You can install the package from the Python Package Index (PyPI):

pip install provo

Or by downloading this repository:

  1. Download and unzip the repository
  2. Open Shell and cd to unzipped repository
  3. Run pip install -e . (in the folder that contains setup.py)

Contents

The package is a Python API to PROV-O. It implements the PROV-O starting point classes Entity, Activity and Agent as Python classes with methods to establish the PROV-O starting point properties between instances of these classes.

Features

The package's objective is to support the programmatical creation of provenance graphs that are compliant with the W3C Recommendation PROV-O: The PROV Ontology. Users of the package shall be enabled to tightly couple the generation of data with the generation of their provenance. As the package implements PROV-O, the created graph is exportable as an RDF document. Finally, the graph can be exported as a mermaid flowchart with some configuration options to adjust the style of the resulting chart.

Compliance

  • The PROV-O classes Entity, Activity, and Agent are implemented as Python classes.
  • The PROV-O properties wasGeneratedBy, wasDerivedFrom, wasAttributedTo, startedAtTime, used, wasInformedBy, endedAtTime, wasAssociatedWith, and actedOnBehalfOf are implemented as instance methods of their according classes.
  • Attributes that are passed to these methods are type-checked to enforce compliance with PROV-O.
  • Node Ids are checked for validity.
  • Use of the same ID for different objects throws an error.

Ease of Use

  • IDE support is provided via the implementation as Python classes according methods, and through type hints.
  • The classes Provence_Ontology_Graph, Entity, Activity, and Agent can be printed to terminal in a user-friendly, readable way with the default print() command.
  • Objects of the classes Entity, Activity, and Agent can be instantiated with auto-generated Ids (although it's not recommended using this for production).
  • Export as mermaid flowchart to review the graph visually.

Interface to RDF via the rdflib package

  • The graph's contents can be converted to an rdflib.Graph object.
  • The graph can be exported in various RDF serializations.

Manual

The package is centered around the class ProvenanceOntologyGraph. Entities, Activities, and Agents are added to this graph using the according class methods.
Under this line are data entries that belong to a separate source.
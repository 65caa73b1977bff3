// Fragrance oil and wick catalogs: built-in cost tables plus user-added scents.

use crate::engine::{EngineError, ErrorCode};
use itertools::Itertools;
use serde::{Deserialize, Serialize};
use std::collections::HashMap;

pub type ScentKey = String;
pub type WickKey = String;

// 34 wicks in the last order, $7.50 shipping spread across them
pub const SHIPPING_PER_WICK: f64 = 7.50 / 34.0;

/// Derives a catalog key from a display name: trim, lowercase, spaces to
/// underscores. Collisions silently overwrite; that is the intended behavior
/// for re-adding the same scent or container with fresher numbers.
pub fn normalize_key(name: &str) -> String {
    name.trim().to_lowercase().replace(' ', "_")
}

/// Inverse of `normalize_key` for display: underscores to spaces, Title Case.
pub fn pretty_name(key: &str) -> String {
    key.replace('_', " ")
        .split_whitespace()
        .map(|word| {
            let mut chars = word.chars();
            match chars.next() {
                Some(first) => first.to_uppercase().collect::<String>() + chars.as_str(),
                None => String::new(),
            }
        })
        .join(" ")
}

/// A scent added by the user from a bottle purchase.
#[derive(Clone, Debug, Serialize, Deserialize)]
pub struct CustomScent {
    pub key: ScentKey,
    pub cost_per_oz: f64,
}

impl CustomScent {
    /// Builds a custom scent from a bottle size and total price (shipping
    /// included if the user wants it counted).
    pub fn new(name: &str, bottle_oz: f64, total_cost: f64) -> Result<Self, EngineError> {
        if name.trim().is_empty() {
            return Err(EngineError {
                code: ErrorCode::Validation,
                message: "Please enter a scent name".to_string(),
            });
        }
        if bottle_oz <= 0.0 || total_cost <= 0.0 {
            return Err(EngineError {
                code: ErrorCode::Validation,
                message: "Bottle size and cost must both be greater than 0".to_string(),
            });
        }
        Ok(Self {
            key: normalize_key(name),
            cost_per_oz: total_cost / bottle_oz,
        })
    }
}

/// Cost-per-ounce table of fragrance oils.
#[derive(Clone, Debug, Default, Serialize, Deserialize)]
pub struct ScentCatalog {
    costs: HashMap<ScentKey, f64>,
}

impl ScentCatalog {
    pub fn base() -> Self {
        let costs = HashMap::from([
            ("bonfire_embers".to_string(), 38.87 / 16.0), // $29.04 + $9.83 shipping, 16 oz
            ("lavender".to_string(), 24.71 / 15.0),
            ("leather".to_string(), 27.63 / 16.0),
            ("white_eucalyptus".to_string(), 32.20 / 16.0),
            ("sandalwood".to_string(), 25.91 / 15.0),
        ]);
        Self { costs }
    }

    pub fn from_costs(costs: HashMap<ScentKey, f64>) -> Self {
        Self { costs }
    }

    /// Overlays `customs` on top of this catalog; customs win on key collision.
    pub fn merged(&self, customs: &HashMap<ScentKey, f64>) -> Self {
        let mut costs = self.costs.clone();
        for (key, cost) in customs {
            costs.insert(key.clone(), *cost);
        }
        Self { costs }
    }

    pub fn cost_per_oz(&self, key: &str) -> Option<f64> {
        self.costs.get(key).copied()
    }

    pub fn contains(&self, key: &str) -> bool {
        self.costs.contains_key(key)
    }

    pub fn len(&self) -> usize {
        self.costs.len()
    }

    pub fn is_empty(&self) -> bool {
        self.costs.is_empty()
    }

    /// Entries sorted by key, for stable listings.
    pub fn entries(&self) -> Vec<(ScentKey, f64)> {
        self.costs
            .iter()
            .map(|(k, v)| (k.clone(), *v))
            .sorted_by(|a, b| a.0.cmp(&b.0))
            .collect()
    }
}

/// Cost-per-piece table of wicks, shipping share included.
#[derive(Clone, Debug, Default, Serialize, Deserialize)]
pub struct WickCatalog {
    costs: HashMap<WickKey, f64>,
}

impl WickCatalog {
    pub fn base() -> Self {
        let costs = HashMap::from([
            ("wood_30mm".to_string(), 1.25 + SHIPPING_PER_WICK), // ~1.47
            ("wood_20mm".to_string(), 8.25 / 10.0 + SHIPPING_PER_WICK), // ~1.05
            ("cdn12".to_string(), 7.50 / 10.0 + SHIPPING_PER_WICK), // ~0.97
            ("cdn16".to_string(), 5.00 / 10.0 + SHIPPING_PER_WICK), // ~0.72
        ]);
        Self { costs }
    }

    pub fn cost_per_wick(&self, key: &str) -> Option<f64> {
        self.costs.get(key).copied()
    }

    pub fn entries(&self) -> Vec<(WickKey, f64)> {
        self.costs
            .iter()
            .map(|(k, v)| (k.clone(), *v))
            .sorted_by(|a, b| a.0.cmp(&b.0))
            .collect()
    }
}

#[cfg(test)]
mod tests {
    use super::*;

    #[test]
    fn test_normalize_key() {
        assert_eq!(normalize_key("  Pumpkin Spice "), "pumpkin_spice");
        assert_eq!(normalize_key("Leather"), "leather");
    }

    #[test]
    fn test_pretty_name() {
        assert_eq!(pretty_name("pumpkin_spice"), "Pumpkin Spice");
        assert_eq!(pretty_name("cdn12"), "Cdn12");
    }

    #[test]
    fn test_custom_scent_cost() {
        let scent = CustomScent::new("Pumpkin Spice", 16.0, 32.0).unwrap();
        assert_eq!(scent.key, "pumpkin_spice");
        assert!((scent.cost_per_oz - 2.0).abs() < 1e-12);
    }

    #[test]
    fn test_custom_scent_rejects_blank_name() {
        let err = CustomScent::new("   ", 16.0, 32.0).unwrap_err();
        assert!(matches!(err.code, ErrorCode::Validation));
    }

    #[test]
    fn test_custom_scent_rejects_non_positive_numbers() {
        assert!(CustomScent::new("Pine", 0.0, 32.0).is_err());
        assert!(CustomScent::new("Pine", 16.0, -1.0).is_err());
    }

    #[test]
    fn test_merge_customs_override_base() {
        let base = ScentCatalog::base();
        let customs = HashMap::from([("lavender".to_string(), 9.99)]);
        let merged = base.merged(&customs);
        assert_eq!(merged.cost_per_oz("lavender"), Some(9.99));
        assert_eq!(merged.len(), base.len());
    }

    #[test]
    fn test_merge_is_idempotent() {
        let base = ScentCatalog::base();
        let customs = HashMap::from([("pine".to_string(), 1.5)]);
        let once = base.merged(&customs);
        let twice = once.merged(&customs);
        assert_eq!(once.entries(), twice.entries());
    }

    #[test]
    fn test_base_wick_costs() {
        let wicks = WickCatalog::base();
        let wood_30 = wicks.cost_per_wick("wood_30mm").unwrap();
        assert!((wood_30 - 1.47).abs() < 0.01);
        let cdn16 = wicks.cost_per_wick("cdn16").unwrap();
        assert!((cdn16 - 0.72).abs() < 0.01);
    }
}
Relations between the PROV-O class objects are constructed using their respective class methods.

Create a Provenance Ontology Graph

The graph can be initialized with default or user defined attributes. The graph can be printed to the terminal with print(graph).

# ex1 - create a provenance graph
from provo import ProvOntologyGraph

# __defaults__
# namespace: str = "https://provo-example.org/",
# namespace_abbreviation: str = "", 
# lang: str = "en"
provenance_graph = ProvOntologyGraph()

prov_ontology_graph = ProvOntologyGraph(
    namespace='http://example.org#',
    namespace_abbreviation="ex",
    lang="en"
)

namespace=

  • Default is "https://provo-example.org/".
  • Has to be valid url, validation is currently performed with the validators package.
  • Has to end with / or #.

namespace_abbreviation=

  • Default is "".
  • Used when converting to other models, such as RDF (-> prefixes)
  • Only characters from the Latin alphabet are allowed.
  • RDF core prefixes (owl, rdf, rdfs, xsd and xml) are prohibited from use.

Note Although not prohibited, the following prefixes are commonly used and thus recommended being avoided: brick, csvw, dc, dcat, dcmitype, cdterms, dcam, doap, foaf, geo, odrl, org, prof, prov, qb, sdo, sh, skos, sosa, ssn, time, vann and void.

lang=

  • Default is "en".
  • Used when converting to other models that support a lang tag.
  • Has to be compliant with RFC 5646 (Phillips, A., Ed., and M. Davis, Ed., "Tags for Identifying Languages", BCP 47, RFC 5646, September 2009). Compliance is not validated!

Create Entities, Activities and Agents and define relations between them

The creation for classes follows the same pattern. The classes only differ in their methods. PROV-O Classes are instantiated by using the add methods of the provenance graph class. Below you find the add_entity() method of ProvenanceOntologyGraph for reference.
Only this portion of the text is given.